-- LISTED RECORDS --
----
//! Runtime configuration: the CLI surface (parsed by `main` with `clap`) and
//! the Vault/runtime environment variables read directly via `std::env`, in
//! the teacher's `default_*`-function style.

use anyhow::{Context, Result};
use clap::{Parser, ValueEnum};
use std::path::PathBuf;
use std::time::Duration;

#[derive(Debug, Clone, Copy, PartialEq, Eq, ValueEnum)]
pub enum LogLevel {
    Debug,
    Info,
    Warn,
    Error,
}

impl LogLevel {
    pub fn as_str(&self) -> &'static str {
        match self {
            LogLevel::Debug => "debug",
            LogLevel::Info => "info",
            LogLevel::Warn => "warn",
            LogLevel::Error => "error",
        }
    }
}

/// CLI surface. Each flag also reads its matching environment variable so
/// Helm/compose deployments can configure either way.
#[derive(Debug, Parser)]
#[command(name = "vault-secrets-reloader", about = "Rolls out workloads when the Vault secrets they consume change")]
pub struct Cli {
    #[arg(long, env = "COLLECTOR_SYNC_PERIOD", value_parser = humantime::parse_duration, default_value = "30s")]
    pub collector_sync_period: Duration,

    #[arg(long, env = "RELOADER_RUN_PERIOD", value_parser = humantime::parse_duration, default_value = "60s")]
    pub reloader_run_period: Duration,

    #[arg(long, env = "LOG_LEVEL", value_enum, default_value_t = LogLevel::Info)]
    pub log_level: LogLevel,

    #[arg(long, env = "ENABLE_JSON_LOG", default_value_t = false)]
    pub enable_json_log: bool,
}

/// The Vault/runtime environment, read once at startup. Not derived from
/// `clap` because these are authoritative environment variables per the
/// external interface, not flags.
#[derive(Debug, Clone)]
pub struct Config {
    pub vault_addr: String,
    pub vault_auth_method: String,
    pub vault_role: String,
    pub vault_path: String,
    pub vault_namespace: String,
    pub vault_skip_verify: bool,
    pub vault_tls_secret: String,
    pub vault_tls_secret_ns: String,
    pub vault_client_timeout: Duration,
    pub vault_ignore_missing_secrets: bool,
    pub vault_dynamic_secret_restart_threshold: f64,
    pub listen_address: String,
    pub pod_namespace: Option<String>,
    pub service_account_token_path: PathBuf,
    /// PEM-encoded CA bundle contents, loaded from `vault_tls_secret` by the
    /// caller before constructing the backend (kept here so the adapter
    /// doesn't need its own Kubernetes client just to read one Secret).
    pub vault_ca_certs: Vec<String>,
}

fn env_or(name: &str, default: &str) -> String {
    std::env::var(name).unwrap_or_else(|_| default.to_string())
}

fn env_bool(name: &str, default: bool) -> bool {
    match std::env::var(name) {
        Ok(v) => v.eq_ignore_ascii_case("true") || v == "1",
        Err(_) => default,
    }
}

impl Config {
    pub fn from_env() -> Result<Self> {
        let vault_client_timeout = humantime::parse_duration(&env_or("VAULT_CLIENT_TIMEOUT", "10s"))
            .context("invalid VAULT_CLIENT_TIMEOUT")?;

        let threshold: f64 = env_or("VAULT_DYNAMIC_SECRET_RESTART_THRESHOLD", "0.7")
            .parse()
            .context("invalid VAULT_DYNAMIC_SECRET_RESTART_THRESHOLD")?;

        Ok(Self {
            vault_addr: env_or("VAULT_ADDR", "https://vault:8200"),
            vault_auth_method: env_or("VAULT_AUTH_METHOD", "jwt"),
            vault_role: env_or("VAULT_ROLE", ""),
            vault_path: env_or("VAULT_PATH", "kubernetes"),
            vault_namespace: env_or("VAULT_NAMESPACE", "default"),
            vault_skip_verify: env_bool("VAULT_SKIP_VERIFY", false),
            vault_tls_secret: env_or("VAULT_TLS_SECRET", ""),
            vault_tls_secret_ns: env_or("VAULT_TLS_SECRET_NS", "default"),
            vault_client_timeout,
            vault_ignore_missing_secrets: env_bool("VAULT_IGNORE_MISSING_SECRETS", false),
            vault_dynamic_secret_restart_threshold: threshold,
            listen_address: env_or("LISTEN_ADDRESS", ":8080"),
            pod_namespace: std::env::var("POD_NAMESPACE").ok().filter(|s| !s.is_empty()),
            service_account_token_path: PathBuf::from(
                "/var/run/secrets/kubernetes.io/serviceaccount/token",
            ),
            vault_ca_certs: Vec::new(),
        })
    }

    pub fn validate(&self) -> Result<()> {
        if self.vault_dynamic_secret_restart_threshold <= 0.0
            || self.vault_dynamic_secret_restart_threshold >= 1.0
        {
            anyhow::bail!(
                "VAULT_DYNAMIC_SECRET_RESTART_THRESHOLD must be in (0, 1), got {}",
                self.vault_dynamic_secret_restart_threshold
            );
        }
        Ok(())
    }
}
----
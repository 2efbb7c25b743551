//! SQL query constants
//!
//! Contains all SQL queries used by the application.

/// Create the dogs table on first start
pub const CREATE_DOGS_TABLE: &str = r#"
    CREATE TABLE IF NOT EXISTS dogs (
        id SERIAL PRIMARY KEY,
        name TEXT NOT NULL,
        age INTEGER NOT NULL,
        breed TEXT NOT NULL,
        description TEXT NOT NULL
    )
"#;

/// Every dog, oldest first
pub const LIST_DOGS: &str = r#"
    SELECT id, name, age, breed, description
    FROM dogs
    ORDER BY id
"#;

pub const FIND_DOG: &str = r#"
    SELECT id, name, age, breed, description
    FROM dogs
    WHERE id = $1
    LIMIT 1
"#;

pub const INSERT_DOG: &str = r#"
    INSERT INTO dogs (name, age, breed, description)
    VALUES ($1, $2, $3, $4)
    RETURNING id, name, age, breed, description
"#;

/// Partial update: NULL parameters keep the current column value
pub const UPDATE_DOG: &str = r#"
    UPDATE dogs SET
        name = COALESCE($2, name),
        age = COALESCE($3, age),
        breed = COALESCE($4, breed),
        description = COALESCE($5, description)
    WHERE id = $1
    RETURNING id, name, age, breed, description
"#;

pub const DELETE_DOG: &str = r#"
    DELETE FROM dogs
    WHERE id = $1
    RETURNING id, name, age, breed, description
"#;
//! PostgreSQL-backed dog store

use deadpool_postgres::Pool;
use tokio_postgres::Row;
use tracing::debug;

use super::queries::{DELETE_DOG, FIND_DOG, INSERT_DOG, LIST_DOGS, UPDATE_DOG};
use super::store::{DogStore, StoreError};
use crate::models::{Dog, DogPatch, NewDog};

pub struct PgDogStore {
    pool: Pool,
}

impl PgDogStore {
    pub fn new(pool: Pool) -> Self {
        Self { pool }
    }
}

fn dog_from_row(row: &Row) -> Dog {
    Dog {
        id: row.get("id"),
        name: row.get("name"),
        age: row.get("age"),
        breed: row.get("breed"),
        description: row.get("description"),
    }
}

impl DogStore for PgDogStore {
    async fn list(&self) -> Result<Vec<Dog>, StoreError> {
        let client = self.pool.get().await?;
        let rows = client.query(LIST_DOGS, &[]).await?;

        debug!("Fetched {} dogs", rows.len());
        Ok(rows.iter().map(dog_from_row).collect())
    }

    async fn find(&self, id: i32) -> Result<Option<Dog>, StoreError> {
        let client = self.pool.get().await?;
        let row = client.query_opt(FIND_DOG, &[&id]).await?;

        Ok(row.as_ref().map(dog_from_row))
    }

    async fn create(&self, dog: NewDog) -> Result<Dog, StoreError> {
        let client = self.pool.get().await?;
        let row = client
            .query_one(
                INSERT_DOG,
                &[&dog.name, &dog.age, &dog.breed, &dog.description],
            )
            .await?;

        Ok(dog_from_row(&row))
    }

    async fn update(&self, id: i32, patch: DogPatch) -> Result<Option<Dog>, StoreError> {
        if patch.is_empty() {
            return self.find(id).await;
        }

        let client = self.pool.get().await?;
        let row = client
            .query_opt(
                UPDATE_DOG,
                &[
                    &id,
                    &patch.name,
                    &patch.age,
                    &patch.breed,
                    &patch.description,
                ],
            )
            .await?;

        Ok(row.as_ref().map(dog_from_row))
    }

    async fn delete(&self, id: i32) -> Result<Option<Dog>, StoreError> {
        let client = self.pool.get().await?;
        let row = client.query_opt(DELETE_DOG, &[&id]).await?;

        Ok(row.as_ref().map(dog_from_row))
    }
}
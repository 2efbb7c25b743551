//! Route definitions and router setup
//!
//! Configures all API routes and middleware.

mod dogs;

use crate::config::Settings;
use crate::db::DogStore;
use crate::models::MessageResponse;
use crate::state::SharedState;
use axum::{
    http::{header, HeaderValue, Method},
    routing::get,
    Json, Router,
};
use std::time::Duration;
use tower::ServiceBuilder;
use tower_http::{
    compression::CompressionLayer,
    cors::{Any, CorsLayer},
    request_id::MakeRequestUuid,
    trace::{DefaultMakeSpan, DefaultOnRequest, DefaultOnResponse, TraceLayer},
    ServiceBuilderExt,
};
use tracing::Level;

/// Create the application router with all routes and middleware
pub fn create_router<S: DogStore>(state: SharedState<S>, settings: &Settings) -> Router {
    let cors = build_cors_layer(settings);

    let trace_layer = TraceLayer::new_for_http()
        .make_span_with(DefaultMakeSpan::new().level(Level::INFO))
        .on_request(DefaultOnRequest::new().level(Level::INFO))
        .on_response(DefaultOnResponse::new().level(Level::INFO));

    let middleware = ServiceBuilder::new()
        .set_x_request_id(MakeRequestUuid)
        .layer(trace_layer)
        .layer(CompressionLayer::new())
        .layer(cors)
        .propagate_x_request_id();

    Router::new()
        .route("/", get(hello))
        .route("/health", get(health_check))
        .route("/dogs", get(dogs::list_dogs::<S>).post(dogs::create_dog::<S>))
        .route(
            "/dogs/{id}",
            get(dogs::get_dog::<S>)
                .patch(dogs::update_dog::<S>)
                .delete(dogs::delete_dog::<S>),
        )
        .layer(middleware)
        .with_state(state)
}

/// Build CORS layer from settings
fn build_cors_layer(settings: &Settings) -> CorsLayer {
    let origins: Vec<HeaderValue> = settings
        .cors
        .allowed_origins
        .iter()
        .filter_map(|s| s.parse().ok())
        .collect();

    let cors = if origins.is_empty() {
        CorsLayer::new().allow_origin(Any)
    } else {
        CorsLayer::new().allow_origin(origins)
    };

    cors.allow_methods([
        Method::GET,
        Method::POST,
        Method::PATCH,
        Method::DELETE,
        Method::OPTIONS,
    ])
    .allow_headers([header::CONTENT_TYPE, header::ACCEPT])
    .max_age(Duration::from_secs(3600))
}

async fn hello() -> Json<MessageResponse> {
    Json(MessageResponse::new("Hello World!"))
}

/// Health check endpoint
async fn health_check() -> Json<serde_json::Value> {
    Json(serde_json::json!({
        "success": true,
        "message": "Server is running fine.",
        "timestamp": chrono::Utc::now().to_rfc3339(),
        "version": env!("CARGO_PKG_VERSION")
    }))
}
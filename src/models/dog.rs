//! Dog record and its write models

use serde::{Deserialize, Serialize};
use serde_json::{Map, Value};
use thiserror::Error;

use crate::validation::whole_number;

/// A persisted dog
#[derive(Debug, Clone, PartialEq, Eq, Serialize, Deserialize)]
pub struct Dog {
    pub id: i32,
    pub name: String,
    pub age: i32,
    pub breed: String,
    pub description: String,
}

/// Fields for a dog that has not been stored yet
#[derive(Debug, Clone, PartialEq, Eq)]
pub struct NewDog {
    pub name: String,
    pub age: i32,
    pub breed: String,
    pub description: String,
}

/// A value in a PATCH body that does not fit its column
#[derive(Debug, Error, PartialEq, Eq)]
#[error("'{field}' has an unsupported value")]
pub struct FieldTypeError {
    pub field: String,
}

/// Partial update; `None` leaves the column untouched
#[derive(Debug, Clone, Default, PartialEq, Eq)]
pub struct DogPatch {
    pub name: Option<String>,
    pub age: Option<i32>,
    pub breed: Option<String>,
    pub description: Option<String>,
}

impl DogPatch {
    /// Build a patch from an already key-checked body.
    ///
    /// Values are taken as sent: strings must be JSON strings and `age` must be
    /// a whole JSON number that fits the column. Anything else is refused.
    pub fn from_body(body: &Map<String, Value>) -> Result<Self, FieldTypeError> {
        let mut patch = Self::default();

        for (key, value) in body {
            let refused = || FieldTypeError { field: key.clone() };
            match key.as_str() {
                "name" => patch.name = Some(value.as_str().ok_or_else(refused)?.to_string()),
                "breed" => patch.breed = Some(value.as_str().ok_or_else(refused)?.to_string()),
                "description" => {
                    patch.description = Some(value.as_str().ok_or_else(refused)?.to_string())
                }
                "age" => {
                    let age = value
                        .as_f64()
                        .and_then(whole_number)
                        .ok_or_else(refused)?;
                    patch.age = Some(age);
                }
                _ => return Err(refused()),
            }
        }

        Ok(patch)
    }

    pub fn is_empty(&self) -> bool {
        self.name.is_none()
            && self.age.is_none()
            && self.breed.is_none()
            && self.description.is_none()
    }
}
----
-- REQUIREMENT --
Each line of the listing above that contains the word "Deserialize" counts once; please give the total and nothing more.

-- ANSWER AREA --
2